CSX to Build East Coast Intermodal Hub in North Carolina

Railroad behemoth CSX on Jan. 14 said it would make Johnston County, North Carolina, an East Coast hub for shipping and receiving cargo containers.

The company will build the Carolina Connector, an “intermodal terminal,” on 450 acres land between Selma and Micro. The $272 million hub will create 300 jobs in the short term and could spawn 1,500 jobs across North Carolina in the years to come, CSX said.

Louis Rejal, vice president of strategic infrastructure for CSX, said the company plans to spend $150 million and is looking to North Carolina’s Strategic Transportation Investment program for an additional $100 million.

The terminal will draw and reroute containers from East Coast trains and trucks and from North Carolina’s ports in Morehead City and Wilmington. Large robotic arms will unload cargo containers from freight trains and place them onto tractor-trailer rigs bound for their final destination, or vice versa. The company expects the hub to handle everything from agricultural products to consumer goods.
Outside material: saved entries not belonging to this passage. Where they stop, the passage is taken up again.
//! Configuration management for the person height estimation application

use crate::constants::{
    DEFAULT_CAMERA_HEIGHT, DEFAULT_CX, DEFAULT_CY, DEFAULT_DETECT_EVERY_N_FRAMES,
    DEFAULT_FACE_SCORE_THRESHOLD, DEFAULT_FPS_LOG_INTERVAL, DEFAULT_FX, DEFAULT_FY,
    DEFAULT_IOU_THRESHOLD, DEFAULT_MAX_FACE_ASPECT, DEFAULT_MIN_FACE_ASPECT, DEFAULT_MIN_FACE_SIZE,
    DEFAULT_MIN_MESH_LANDMARKS, DEFAULT_POSE_THRESHOLD, DEFAULT_RETIREMENT_THRESHOLD, DEFAULT_ROI_PADDING_RATIO,
    DEFAULT_SMOOTHING_WINDOW, DEFAULT_VERIFY_EVERY_N,
};
use crate::geometry::CameraModel;
use crate::{Error, Result};
use serde::{Deserialize, Serialize};
use std::path::{Path, PathBuf};

/// Application configuration
#[derive(Debug, Clone, Default, PartialEq, Serialize, Deserialize)]
#[serde(default)]
pub struct Config {
    /// Camera intrinsics and mounting height
    pub camera: CameraConfig,

    /// Face detection scheduling and backend thresholds
    pub detection: DetectionConfig,

    /// Face verification cascade
    pub verification: VerificationConfig,

    /// Track association and lifecycle
    pub tracking: TrackingConfig,

    /// Height smoothing
    pub smoothing: SmoothingConfig,

    /// Model file paths
    pub models: ModelConfig,

    /// Display configuration
    pub display: DisplayConfig,
}

/// Pinhole intrinsics and camera height
#[derive(Debug, Clone, PartialEq, Serialize, Deserialize)]
#[serde(default)]
pub struct CameraConfig {
    /// Horizontal focal length in pixels
    pub fx: f64,

    /// Vertical focal length in pixels
    pub fy: f64,

    /// Principal point column
    pub cx: f64,

    /// Principal point row
    pub cy: f64,

    /// Camera height above the ground in metres
    pub height: f64,
}

/// Face detection parameters
#[derive(Debug, Clone, PartialEq, Serialize, Deserialize)]
#[serde(default)]
pub struct DetectionConfig {
    /// Run full detection on every Nth frame, track in between
    pub every_n_frames: u64,

    /// Score below which the detector backend drops boxes (0.0-1.0)
    pub min_detection_confidence: f32,

    /// IOU threshold for the backend's non-maximum suppression (0.0-1.0)
    pub nms_threshold: f32,

    /// Maximum number of boxes kept by the backend before suppression
    pub top_k: i32,
}

/// Face verification cascade parameters
#[derive(Debug, Clone, PartialEq, Serialize, Deserialize)]
#[serde(default)]
pub struct VerificationConfig {
    /// Minimum detection score; scores below are rejected
    pub score_threshold: f32,

    /// Minimum face width and height in pixels
    pub min_face_size: i32,

    /// Smallest accepted height/width ratio
    pub min_aspect: f64,

    /// Largest accepted height/width ratio
    pub max_aspect: f64,

    /// Confirm faces with the landmark mesh
    pub mesh_enabled: bool,

    /// Run the mesh check on every Nth verification call
    pub verify_every_n: u64,

    /// Landmarks the mesh must find for the face to count
    pub min_landmarks: usize,

    /// Padding added around the face before the mesh check, as a ratio of its size
    pub roi_padding: f64,
}

/// Track lifecycle parameters
#[derive(Debug, Clone, PartialEq, Serialize, Deserialize)]
#[serde(default)]
pub struct TrackingConfig {
    /// Consecutive misses tolerated before a track is dropped
    pub retirement_threshold: u32,

    /// IoU a candidate must exceed to claim a track
    pub iou_threshold: f64,

    /// Count a miss for tracks left unmatched on detection frames
    pub count_detection_misses: bool,
}

/// Height smoothing parameters
#[derive(Debug, Clone, PartialEq, Serialize, Deserialize)]
#[serde(default)]
pub struct SmoothingConfig {
    /// Number of recent estimates averaged per track
    pub window: usize,
}

/// Model file paths configuration
#[derive(Debug, Clone, PartialEq, Serialize, Deserialize)]
#[serde(default)]
pub struct ModelConfig {
    /// Path to the YuNet face detection ONNX model
    pub face_detector: PathBuf,

    /// Path to the LBF facemark model used for verification
    pub facemark: Option<PathBuf>,

    /// COCO body keypoint network used for ankle foot points
    pub pose: Option<PathBuf>,

    /// Network description for formats that need one (Caffe prototxt)
    pub pose_config: Option<PathBuf>,

    /// Minimum heatmap confidence for an ankle
    pub pose_threshold: f32,
}

/// Display configuration
#[derive(Debug, Clone, PartialEq, Serialize, Deserialize)]
#[serde(default)]
pub struct DisplayConfig {
    /// Show the overlay window
    pub show_window: bool,

    /// Overlay window title
    pub window_title: String,

    /// Log the frame rate every N frames
    pub fps_log_interval: u64,
}

impl Default for CameraConfig {
    fn default() -> Self {
        Self {
            fx: DEFAULT_FX,
            fy: DEFAULT_FY,
            cx: DEFAULT_CX,
            cy: DEFAULT_CY,
            height: DEFAULT_CAMERA_HEIGHT,
        }
    }
}

impl Default for DetectionConfig {
    fn default() -> Self {
        Self {
            every_n_frames: DEFAULT_DETECT_EVERY_N_FRAMES,
            min_detection_confidence: 0.5,
            nms_threshold: 0.3,
            top_k: 5000,
        }
    }
}

impl Default for VerificationConfig {
    fn default() -> Self {
        Self {
            score_threshold: DEFAULT_FACE_SCORE_THRESHOLD,
            min_face_size: DEFAULT_MIN_FACE_SIZE,
            min_aspect: DEFAULT_MIN_FACE_ASPECT,
            max_aspect: DEFAULT_MAX_FACE_ASPECT,
            mesh_enabled: true,
            verify_every_n: DEFAULT_VERIFY_EVERY_N,
            min_landmarks: DEFAULT_MIN_MESH_LANDMARKS,
            roi_padding: DEFAULT_ROI_PADDING_RATIO,
        }
    }
}

impl Default for TrackingConfig {
    fn default() -> Self {
        Self {
            retirement_threshold: DEFAULT_RETIREMENT_THRESHOLD,
            iou_threshold: DEFAULT_IOU_THRESHOLD,
            count_detection_misses: false,
        }
    }
}

impl Default for SmoothingConfig {
    fn default() -> Self {
        Self {
            window: DEFAULT_SMOOTHING_WINDOW,
        }
    }
}

impl Default for ModelConfig {
    fn default() -> Self {
        Self {
            face_detector: PathBuf::from("assets/face_detection_yunet.onnx"),
            facemark: None,
            pose: None,
            pose_config: None,
            pose_threshold: DEFAULT_POSE_THRESHOLD,
        }
    }
}

impl Default for DisplayConfig {
    fn default() -> Self {
        Self {
            show_window: true,
            window_title: "Person Height Estimation".to_string(),
            fps_log_interval: DEFAULT_FPS_LOG_INTERVAL,
        }
    }
}

impl Config {
    /// Load configuration from a YAML file
    ///
    /// # Errors
    ///
    /// Returns an error if the file cannot be read or is not valid YAML.
    pub fn from_file<P: AsRef<Path>>(path: P) -> Result<Self> {
        let content = std::fs::read_to_string(path)?;
        Self::from_yaml(&content)
    }

    /// Parse configuration from YAML text
    ///
    /// # Errors
    ///
    /// Returns an error if the text is not a valid configuration.
    pub fn from_yaml(content: &str) -> Result<Self> {
        serde_yaml::from_str(content)
            .map_err(|e| Error::ConfigError(format!("Failed to parse config: {e}")))
    }

    /// Serialize configuration to YAML text
    ///
    /// # Errors
    ///
    /// Returns an error if serialization fails.
    pub fn to_yaml(&self) -> Result<String> {
        serde_yaml::to_string(self)
            .map_err(|e| Error::ConfigError(format!("Failed to serialize config: {e}")))
    }

    /// Save configuration to a YAML file
    ///
    /// # Errors
    ///
    /// Returns an error if serialization or writing fails.
    pub fn to_file<P: AsRef<Path>>(&self, path: P) -> Result<()> {
        std::fs::write(path, self.to_yaml()?)?;
        Ok(())
    }

    /// Build the camera model described by this configuration
    ///
    /// # Errors
    ///
    /// Returns an error if the camera parameters are invalid.
    pub fn camera_model(&self) -> Result<CameraModel> {
        CameraModel::try_from(&self.camera)
    }

    /// Validate configuration
    ///
    /// Model paths are not checked here; backends report missing files when
    /// they load them.
    ///
    /// # Errors
    ///
    /// Returns a [`Error::ConfigError`] describing the first invalid value.
    pub fn validate(&self) -> Result<()> {
        self.camera_model()
            .map_err(|e| Error::ConfigError(format!("Invalid camera: {e}")))?;

        // Detection
        if self.detection.every_n_frames == 0 {
            return Err(Error::ConfigError(
                "Detection cadence must be greater than 0".to_string(),
            ));
        }
        if !(0.0..=1.0).contains(&self.detection.min_detection_confidence) {
            return Err(Error::ConfigError(
                "Detection confidence must be between 0.0 and 1.0".to_string(),
            ));
        }
        if !(0.0..=1.0).contains(&self.detection.nms_threshold) {
            return Err(Error::ConfigError(
                "NMS threshold must be between 0.0 and 1.0".to_string(),
            ));
        }

        // Verification
        let v = &self.verification;
        if !(0.0..=1.0).contains(&v.score_threshold) {
            return Err(Error::ConfigError(
                "Face score threshold must be between 0.0 and 1.0".to_string(),
            ));
        }
        if v.min_face_size < 0 {
            return Err(Error::ConfigError(
                "Minimum face size must not be negative".to_string(),
            ));
        }
        if !(v.min_aspect > 0.0 && v.min_aspect <= v.max_aspect) {
            return Err(Error::ConfigError(format!(
                "Aspect range [{}, {}] is invalid",
                v.min_aspect, v.max_aspect
            )));
        }
        if v.verify_every_n == 0 {
            return Err(Error::ConfigError(
                "Verification cadence must be greater than 0".to_string(),
            ));
        }
        if !(0.0..=1.0).contains(&v.roi_padding) {
            return Err(Error::ConfigError(
                "ROI padding must be between 0.0 and 1.0".to_string(),
            ));
        }

        // Tracking
        if !(0.0..1.0).contains(&self.tracking.iou_threshold) {
            return Err(Error::ConfigError(
                "IOU threshold must be in [0.0, 1.0)".to_string(),
            ));
        }

        // Smoothing
        if self.smoothing.window == 0 {
            return Err(Error::ConfigError(
                "Smoothing window must be greater than 0".to_string(),
            ));
        }

        // Models
        if !(0.0..=1.0).contains(&self.models.pose_threshold) {
            return Err(Error::ConfigError(
                "Pose threshold must be between 0.0 and 1.0".to_string(),
            ));
        }

        // Display
        if self.display.fps_log_interval == 0 {
            return Err(Error::ConfigError(
                "FPS log interval must be greater than 0".to_string(),
            ));
        }

        Ok(())
    }
}

/// Example configuration file content
pub const EXAMPLE_CONFIG: &str = r#"# Person Height Estimation Configuration

# Camera intrinsics (pixels) and mounting height (metres)
camera:
  fx: 1200.0
  fy: 1200.0
  cx: 640.0
  cy: 360.0
  height: 1.5

# Face detection
detection:
  every_n_frames: 5
  min_detection_confidence: 0.5
  nms_threshold: 0.3
  top_k: 5000

# Face verification cascade
verification:
  score_threshold: 0.9
  min_face_size: 40
  min_aspect: 0.8
  max_aspect: 2.2
  mesh_enabled: true
  verify_every_n: 1
  min_landmarks: 200
  roi_padding: 0.15

# Track lifecycle
tracking:
  retirement_threshold: 30
  iou_threshold: 0.2
  count_detection_misses: false

# Height smoothing
smoothing:
  window: 10

# Model paths
models:
  face_detector: "assets/face_detection_yunet.onnx"
  facemark: null
  pose: null
  pose_config: null
  pose_threshold: 0.1

# Display settings
display:
  show_window: true
  window_title: "Person Height Estimation"
  fps_log_interval: 10
"#;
“It’s essentially an inland port,” said Chris Johnson, Johnston County’s director of economic development. “It’s absolutely massive. I can’t wait for people to travel up and down I-95 and see this facility and wonder, ‘What in the world is that?’ It’s that impressive.”

CSX points to the Northwest Ohio Intermodal Transfer Hub as the best glimpse into what Johnston County can expect. That terminal, which opened in 2011, handles 900,000 containers each year. Local leaders think the Carolina Connector could surpass that number.

“When you look at our community on a map, you see that everything a facility like this needs is right here,” Selma Mayor Cheryl Oliver said in a news release issued by Johnston County’s Economic Development Office. “This is a really good omen for all of eastern North Carolina.”

The timing of the project couldn’t be better for Johnston County’s Interstate 95 corridor, county leaders said. Board of Commissioners Chairman Tony Braswell said he thinks distribution centers will descend on Johnston, drawn by the ease of shipping offered by the CSX hub.

“This is going to give a great boost to our communities along the I-95 corridor and in the eastern part of the county, and we need that boost,” Braswell said in the news release.

“Our ports are also going to benefit from this, given Johnston County’s convenience to both Morehead City and Wilmington,” he added.

Already, food-service company Sysco and medical-device maker Becton, Dickinson and Co. have large distribution centers in Johnston County.

“Today’s distribution jobs are technology-driven jobs that offer a good living,” Allen Wellons, chairman of Johnston’s Economic Development Advisory Board, said in the news release. “CSX will bring additional economic diversification to our county, adding employment opportunities in logistics and transportation to the biomanufacturing, medical, retail, construction and agribusiness jobs we’re also growing.”

Johnson and Rejal compared the role of the container hub with that of airports in Charlotte and Atlanta.

“These airports collect passengers from all over and put them on higher-density flights,” Rejal said. “It will work exactly like that with containers.”

CSX has yet to buy or option the land it wants for the hub. Rejal said the company started contacting land owners at 8 a.m. on the day of the announcement and hoped to reach everyone by the end of the day. He said the company considered sites in bordering states before tapping Johnston County and North Carolina.

Rejal said the CSX hub will take pressure off of regional roadways, with companies choosing rail over rigs to move their cargo. He said the company’s Ohio terminal reduced traffic by 220,000 trucks annually.

“Rail is one of the most efficient ways to move freight in the world,” Rejal said. “One ton of cargo can move 400 miles on a single gallon of fuel.”

Nearly six months ago, Johnston County snagged one of the biggest economic-development projects in state history when insulin maker Novo Nordisk said it would build a second plant in Clayton. The $1.2 billion plant will open in five years and employ about 700 people, the company said.

To convince Novo to choose Johnston over sites in Massachusetts and New Jersey, county commissioners promised to return $94 million in property taxes over 15 years. Also, the state chipped in $18.6 million.

Johnson thinks the CSX hub will have an even greater impact on Johnston County and North Carolina.

“Johnston County’s I-95 corridor took a tremendous hit in the mid-1990s, as we lost textiles, manufacturing and tobacco,” Johnson said. “Now other industries will be looking to Johnston County because of this property. There are already certified sites in Benson and Selma that we think will be attractive to companies. We’re ready for the wave of growth this will bring, and I think the ancillary jobs this creates will be the greatest benefit.”

The CSX announcement came in the same week the company said fourth-quarter revenue fell 13% from the year before, hurt by a decline in coal transports. Analysts think intermodal transport could help CSX replace some of the revenue from coal.